(picture is of the author in Kuwait circa 2006)

I was reading a pretty interesting piece by Mary Dudziak in the California Law Review around the time that I heard we were fully pulling out of Iraq, a war that I myself fought in. Dudziak’s piece, “Law, War, and the History of Time,” is a sort of companion piece to her book War Time, and both basically put forward the argument that although wartime has traditionally been a time of “exception,” in the last ten years it’s replaced peacetime as the norm. She says in the study that “Viewing war as an exception to normal life, however, leads us to ignore the longstanding persistence of war.” A few things that make it easier to ignore something as supposedly gargantuan as a decade long war might, and I’m just guessing here, have to do with our 1) imaginary economy and 2) lack of a citizen army. We’ve never been asked to collectively sacrifice, either materially with our goods and money, or existentially with our bodies and minds.

The key word here I think is sacrifice. Randolph Bourne argued that war is the “health of the state,” because its the only singularity strong enough to draw out of us the collective experience of sacrifice. And what being willing to sacrifice one thing for another denotes is a value structure. If the American Way Of Life is worth dying for, gee, it must really be something. The logic is circular, sure, and the reasoning is tautological, and the only way to escape the catless smile of “dying for something means that that thing is worth dying for” is to imbue it with a little mysticism. It’s an apocalyptical desire that pretty much fades as soon as the shortages, pestilence, squalor, and death of friends begin.

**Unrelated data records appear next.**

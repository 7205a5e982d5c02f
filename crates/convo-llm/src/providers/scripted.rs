//! In-memory endpoint that replays queued responses.
//!
//! Used by tests across the workspace to drive completions and tool loops
//! without a network. Every request is recorded for later assertions.

use std::collections::VecDeque;
use std::sync::Mutex;

use async_trait::async_trait;
use futures::stream;

use crate::provider::{CompletionEndpoint, CompletionStream, LlmError, Result};
use crate::types::{CompletionChunk, CompletionRequest, CompletionResponse, ToolCallDelta};

#[derive(Debug, Default)]
pub struct ScriptedEndpoint {
    responses: Mutex<VecDeque<CompletionResponse>>,
    requests: Mutex<Vec<CompletionRequest>>,
}

impl ScriptedEndpoint {
    pub fn new(responses: impl IntoIterator<Item = CompletionResponse>) -> Self {
        Self {
            responses: Mutex::new(responses.into_iter().collect()),
            requests: Mutex::new(Vec::new()),
        }
    }

    pub fn push(&self, response: CompletionResponse) {
        self.responses
            .lock()
            .unwrap_or_else(|e| e.into_inner())
            .push_back(response);
    }

    /// Requests received so far, oldest first.
    pub fn requests(&self) -> Vec<CompletionRequest> {
        self.requests.lock().unwrap_or_else(|e| e.into_inner()).clone()
    }

    pub fn calls(&self) -> usize {
        self.requests.lock().unwrap_or_else(|e| e.into_inner()).len()
    }

    pub fn remaining(&self) -> usize {
        self.responses.lock().unwrap_or_else(|e| e.into_inner()).len()
    }

    fn next(&self, request: &CompletionRequest) -> Result<CompletionResponse> {
        self.requests
            .lock()
            .unwrap_or_else(|e| e.into_inner())
            .push(request.clone());
        self.responses
            .lock()
            .unwrap_or_else(|e| e.into_inner())
            .pop_front()
            .ok_or_else(|| LlmError::Api("scripted endpoint has no responses left".to_string()))
    }
}

/// Split a response into the chunks a streaming provider would send.
fn chunks_for(response: CompletionResponse) -> Vec<Result<CompletionChunk>> {
    let mut chunks: Vec<Result<CompletionChunk>> = Vec::new();

    if let Some(content) = response.content.as_deref() {
        for piece in content.split_inclusive(' ') {
            chunks.push(Ok(CompletionChunk::Token(piece.to_string())));
        }
    }
    if !response.tool_calls.is_empty() {
        let deltas = response
            .tool_calls
            .iter()
            .enumerate()
            .map(|(index, call)| ToolCallDelta {
                index: index as u32,
                id: Some(call.id.clone()),
                name: Some(call.function.name.clone()),
                arguments: Some(call.function.arguments.clone()),
            })
            .collect();
        chunks.push(Ok(CompletionChunk::ToolCalls(deltas)));
    }

    chunks.push(Ok(CompletionChunk::Final(response)));
    chunks.push(Ok(CompletionChunk::Done));
    chunks
}

#[async_trait]
impl CompletionEndpoint for ScriptedEndpoint {
    fn name(&self) -> &str {
        "scripted"
    }

    async fn complete(&self, request: &CompletionRequest) -> Result<CompletionResponse> {
        self.next(request)
    }

    async fn stream(&self, request: &CompletionRequest) -> Result<CompletionStream> {
        let response = self.next(request)?;
        Ok(Box::pin(stream::iter(chunks_for(response))))
    }
}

And so keeping all of this in mind, let me make a real ass out of myself by trying to predict the future. I think that the art, especially the writing, that comes out of these wars, experienced by about 1% of 1% of the country, misapprehended by many more, and, now, ignored by a majority, will along with the political disaffection and economic dislocation of the returning soldiers, create a less outward looking art. There won’t be as much Liberal or Radical reexaminations of the sociological guts of this thing or political finger pointing. Nope. No Catch-22s or All Quiet on the Western Fronts. Instead, I think there will be a profound collapse into oneself. A folding in. Less a retreat than an avalanche or cave-in. A turn inward against a world that, even worse than just not caring, has no way of understanding.

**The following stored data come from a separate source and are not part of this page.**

//! Request-level errors and the ordered handler list tool failures go through.

use std::fmt;
use std::sync::Arc;

use async_trait::async_trait;
use convo_core::CoreError;
use convo_llm::LlmError;
use thiserror::Error;

use crate::state::StateManager;

/// Coarse classification used to match handlers.
#[derive(Debug, Clone, Copy, PartialEq, Eq, Hash)]
pub enum ErrorKind {
    Configuration,
    Validation,
    Provider,
    Tool,
    Store,
    MaxIterations,
}

impl fmt::Display for ErrorKind {
    fn fmt(&self, f: &mut fmt::Formatter<'_>) -> fmt::Result {
        let name = match self {
            ErrorKind::Configuration => "configuration",
            ErrorKind::Validation => "validation",
            ErrorKind::Provider => "provider",
            ErrorKind::Tool => "tool",
            ErrorKind::Store => "store",
            ErrorKind::MaxIterations => "max_iterations",
        };
        f.write_str(name)
    }
}

/// An error that knows how to recover on its own.
///
/// Returned from a tool's `run`, it is handled before any registered
/// handler. The returned text becomes the tool message content.
#[async_trait]
pub trait SelfHandlingError: std::error::Error + Send + Sync {
    async fn handle(&self, state: &mut StateManager) -> Result<String>;
}

#[derive(Error, Debug)]
pub enum StateError {
    #[error("Configuration error: {0}")]
    Configuration(String),

    #[error("Validation error: {0}")]
    Validation(String),

    #[error("Tool {tool} failed: {message}")]
    Tool { tool: String, message: String },

    #[error("Tool {0} is not registered")]
    MissingTool(String),

    #[error("Stopped after {0} completions")]
    MaxIterations(usize),

    #[error("Storage error: {0}")]
    Storage(String),

    #[error("{0}")]
    SelfHandled(Arc<dyn SelfHandlingError>),

    #[error(transparent)]
    Llm(#[from] LlmError),

    #[error(transparent)]
    Core(#[from] CoreError),

    #[error("Serialization error: {0}")]
    Serialization(#[from] serde_json::Error),

    #[error("IO error: {0}")]
    Io(#[from] std::io::Error),
}

impl StateError {
    pub fn tool(tool: impl Into<String>, message: impl Into<String>) -> Self {
        StateError::Tool {
            tool: tool.into(),
            message: message.into(),
        }
    }

    pub fn kind(&self) -> ErrorKind {
        match self {
            StateError::Configuration(_) => ErrorKind::Configuration,
            StateError::Validation(_) | StateError::Serialization(_) => ErrorKind::Validation,
            StateError::Tool { .. } | StateError::MissingTool(_) | StateError::SelfHandled(_) => {
                ErrorKind::Tool
            }
            StateError::MaxIterations(_) => ErrorKind::MaxIterations,
            StateError::Storage(_) | StateError::Io(_) => ErrorKind::Store,
            StateError::Llm(e) if e.is_configuration() => ErrorKind::Configuration,
            StateError::Llm(LlmError::Parse(_) | LlmError::Assertion(_)) => ErrorKind::Validation,
            StateError::Llm(LlmError::Core(e)) | StateError::Core(e) => core_kind(e),
            StateError::Llm(_) => ErrorKind::Provider,
        }
    }
}

fn core_kind(error: &CoreError) -> ErrorKind {
    match error {
        CoreError::InvalidMessage(_) | CoreError::ToolSchema(_) | CoreError::Serialization(_) => {
            ErrorKind::Validation
        }
        _ => ErrorKind::Store,
    }
}

pub type Result<T> = std::result::Result<T, StateError>;

/// Recovery for a failed tool call. The returned text becomes the tool
/// message content.
#[async_trait]
pub trait ErrorHandler: Send + Sync {
    async fn handle(&self, error: &StateError, state: &mut StateManager) -> Result<String>;
}

/// Writes `Error: {error}` as the tool result.
#[derive(Debug, Clone, Copy, Default)]
pub struct DefaultErrorHandler;

#[async_trait]
impl ErrorHandler for DefaultErrorHandler {
    async fn handle(&self, error: &StateError, _state: &mut StateManager) -> Result<String> {
        Ok(default_tool_error(error))
    }
}

pub(crate) fn default_tool_error(error: &StateError) -> String {
    format!("Error: {}", error)
}

type Matcher = Arc<dyn Fn(&StateError) -> bool + Send + Sync>;

/// Ordered `(matcher, handler)` pairs; the first match wins.
#[derive(Clone, Default)]
pub struct ErrorHandlers {
    entries: Vec<(Matcher, Arc<dyn ErrorHandler>)>,
}

impl fmt::Debug for ErrorHandlers {
    fn fmt(&self, f: &mut fmt::Formatter<'_>) -> fmt::Result {
        f.debug_struct("ErrorHandlers")
            .field("entries", &self.entries.len())
            .finish()
    }
}

impl ErrorHandlers {
    pub fn new() -> Self {
        Self::default()
    }

    pub fn register<M, H>(&mut self, matcher: M, handler: H)
    where
        M: Fn(&StateError) -> bool + Send + Sync + 'static,
        H: ErrorHandler + 'static,
    {
        self.entries.push((Arc::new(matcher), Arc::new(handler)));
    }

    /// Match on [`StateError::kind`].
    pub fn on_kind<H>(&mut self, kind: ErrorKind, handler: H)
    where
        H: ErrorHandler + 'static,
    {
        self.register(move |e: &StateError| e.kind() == kind, handler);
    }

    pub fn find(&self, error: &StateError) -> Option<Arc<dyn ErrorHandler>> {
        self.entries
            .iter()
            .find(|(matches, _)| matches(error))
            .map(|(_, handler)| Arc::clone(handler))
    }

    pub fn len(&self) -> usize {
        self.entries.len()
    }

    pub fn is_empty(&self) -> bool {
        self.entries.is_empty()
    }
}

Germans had their own similar period (1870-1933) when a term that’s kind of difficult to translate dominate art and culture. Innerlichkeit, a tendency to withdraw from or be completely indifferent to politics, instead seeking almost revelatory knowledge inside the subjective experience. The inner world being more ‘real.’ I think the best example of war writing in this vein is Storm of Steel, or Stahlgewittern, by Ernst Junger. In it, war becomes, not a confluence of political forces and personalities, but instead a sublime, mystical, and idiosyncratically individual experience. He’s all about the elevation of war to a completely internal event. And in its way, it’s a pessimism that can only truly be understood outside of itself, almost by definition.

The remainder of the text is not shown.